First, got to thank Woody...if he hadn't been there, I probably would have missed turning in a couple of categories!  Woody stayed all night on site
and was an equal member of the team...we also sold some sauce and got more donations for his nets program.

Also thanks to some folks who don't read this board...Rita, who made
a great sauce for the salmon, Crystal and Kelli, who work with me
and support my bbq efforts, Sherri and Melody, who show up, look
good, and provide emotional support.  More on the BBQuties later.

I have to say ..I don't know what to say about Tim from JT's, Kilted Kirby,
and Jamie from Road Kill Grill...these guys are friends and very talented
competitors...I'd hate to guess how many comps tim and Kilby have won.
I was in between them.  

You know how much we poke each other on this board and turn right around and help each other?  That's how it was this weekend...we all
helped each other do the best we could...it was just freaking nice.
Hard to describe, but we laughed, played tricks on each other,
gave each other stuff we had forgotten,....it was the way bbq
comps should be.  If I had won nothing, it would have been worth it
to see that some people in the bbq world are still the folks who
built the bbq world.

Thanks to the SCBA for judging this contest...there's a lot of
hard work to get over 60 judges down here on Labor Day weekend.
Big GQ was the Grand Marshall and did a great job.

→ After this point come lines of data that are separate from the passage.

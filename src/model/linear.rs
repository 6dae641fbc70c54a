use serde::{Deserialize, Serialize};
use std::collections::BTreeMap;

use super::Predictor;
use crate::error::PredictionServiceError;
use crate::features::{FeatureVector, Field};

/// Ordinary least-squares style model: `intercept + sum(coef * x)`.
///
/// Coefficients are keyed by column name, so a model file cannot silently
/// apply a weight to the wrong feature. A column without a coefficient
/// contributes nothing.
#[derive(Debug, Clone, Deserialize, Serialize, PartialEq)]
#[serde(deny_unknown_fields)]
pub struct LinearModel {
    pub intercept: f64,
    pub coefficients: BTreeMap<Field, f64>,
}

impl LinearModel {
    pub fn new(intercept: f64, coefficients: BTreeMap<Field, f64>) -> Self {
        Self {
            intercept,
            coefficients,
        }
    }

    pub fn coefficient(&self, field: Field) -> f64 {
        self.coefficients.get(&field).copied().unwrap_or(0.0)
    }
}

impl Predictor for LinearModel {
    fn predict(&self, features: &FeatureVector) -> Result<f64, PredictionServiceError> {
        let sum = features
            .iter()
            .fold(self.intercept, |acc, (field, x)| acc + self.coefficient(field) * x);
        Ok(sum)
    }

    fn describe(&self) -> String {
        format!(
            "linear model ({} coefficients, intercept {:.2})",
            self.coefficients.len(),
            self.intercept
        )
    }
}
use serde::{Deserialize, Serialize};

use super::types::{Field, RawValue};

/// How the user enters values.
#[derive(Debug, Clone, Copy, PartialEq, Eq, Default, Serialize, Deserialize)]
#[serde(rename_all = "lowercase")]
pub enum InputKind {
    /// Values already on the model's standardized scale (roughly -0.2..0.2).
    #[default]
    Standardized,
    /// Real-world units: age in years, bmi in kg/m2, bp in mmHg, sex as a label.
    Clinical,
}

impl InputKind {
    pub fn label(&self) -> &'static str {
        match self {
            InputKind::Standardized => "standardized",
            InputKind::Clinical => "clinical",
        }
    }
}

/// Form range and step for one field. Only used to drive input widgets;
/// values outside the range are still accepted by the normalizer.
#[derive(Debug, Clone, PartialEq)]
pub struct FieldBounds {
    pub min: f64,
    pub max: f64,
    pub step: f64,
    pub default: RawValue,
    pub unit: &'static str,
}

impl FieldBounds {
    fn scaled(min: f64, max: f64) -> Self {
        Self {
            min,
            max,
            step: 0.001,
            default: RawValue::Number(0.0),
            unit: "scaled",
        }
    }

    fn real(min: f64, max: f64, step: f64, default: f64, unit: &'static str) -> Self {
        Self {
            min,
            max,
            step,
            default: RawValue::Number(default),
            unit,
        }
    }

    /// Step a numeric value up or down, staying inside the bounds.
    pub fn step_value(&self, value: f64, up: bool) -> f64 {
        let next = if up { value + self.step } else { value - self.step };
        // Round to the step grid so repeated stepping does not drift
        let snapped = (next / self.step).round() * self.step;
        snapped.clamp(self.min, self.max)
    }
}

/// Observed ranges of the standardized diabetes columns.
fn standardized_bounds(field: Field) -> FieldBounds {
    match field {
        Field::Age => FieldBounds::scaled(-0.11, 0.11),
        Field::Sex => FieldBounds::scaled(-0.045, 0.051),
        Field::Bmi => FieldBounds::scaled(-0.09, 0.17),
        Field::Bp => FieldBounds::scaled(-0.11, 0.13),
        Field::S1 => FieldBounds::scaled(-0.13, 0.15),
        Field::S2 => FieldBounds::scaled(-0.12, 0.20),
        Field::S3 => FieldBounds::scaled(-0.10, 0.18),
        Field::S4 => FieldBounds::scaled(-0.076, 0.185),
        Field::S5 => FieldBounds::scaled(-0.13, 0.134),
        Field::S6 => FieldBounds::scaled(-0.14, 0.136),
    }
}

pub fn field_bounds(field: Field, kind: InputKind) -> FieldBounds {
    match kind {
        InputKind::Standardized => standardized_bounds(field),
        InputKind::Clinical => match field {
            Field::Age => FieldBounds::real(20.0, 80.0, 1.0, 50.0, "years"),
            Field::Sex => FieldBounds {
                min: 0.0,
                max: 1.0,
                step: 1.0,
                default: RawValue::Label("Male".to_string()),
                unit: "Male/Female",
            },
            Field::Bmi => FieldBounds::real(15.0, 50.0, 0.1, 25.0, "kg/m2"),
            Field::Bp => FieldBounds::real(80.0, 200.0, 1.0, 120.0, "mmHg"),
            // Lab values have no real-unit conversion, so they keep the scaled ranges
            _ => standardized_bounds(field),
        },
    }
}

And how about all the guys here who answered my phone calls with progress updates!!  lol, got calls from at least 4 different guys from
the board, and it's great to know that people are pulling for you.

got to see old friends, yada yada yada, I'm tired. thanks and c ya


----------



## Kloset BBQR (Sep 2, 2007)

Congratulations Cappy and JT!  Great showing!


----------



## Jack W. (Sep 2, 2007)

Hey Cappy, 

Congrats on the Chicken. I guess the chicken practice paid off in spades. I heard that the top three winners in each category will be invited to participate in the Best of the Best in November. A huge congratulations there. It will be great to see Morgan out of Myrtle. I'm planning on attending so make sure you bring the cuties. It's always fun. 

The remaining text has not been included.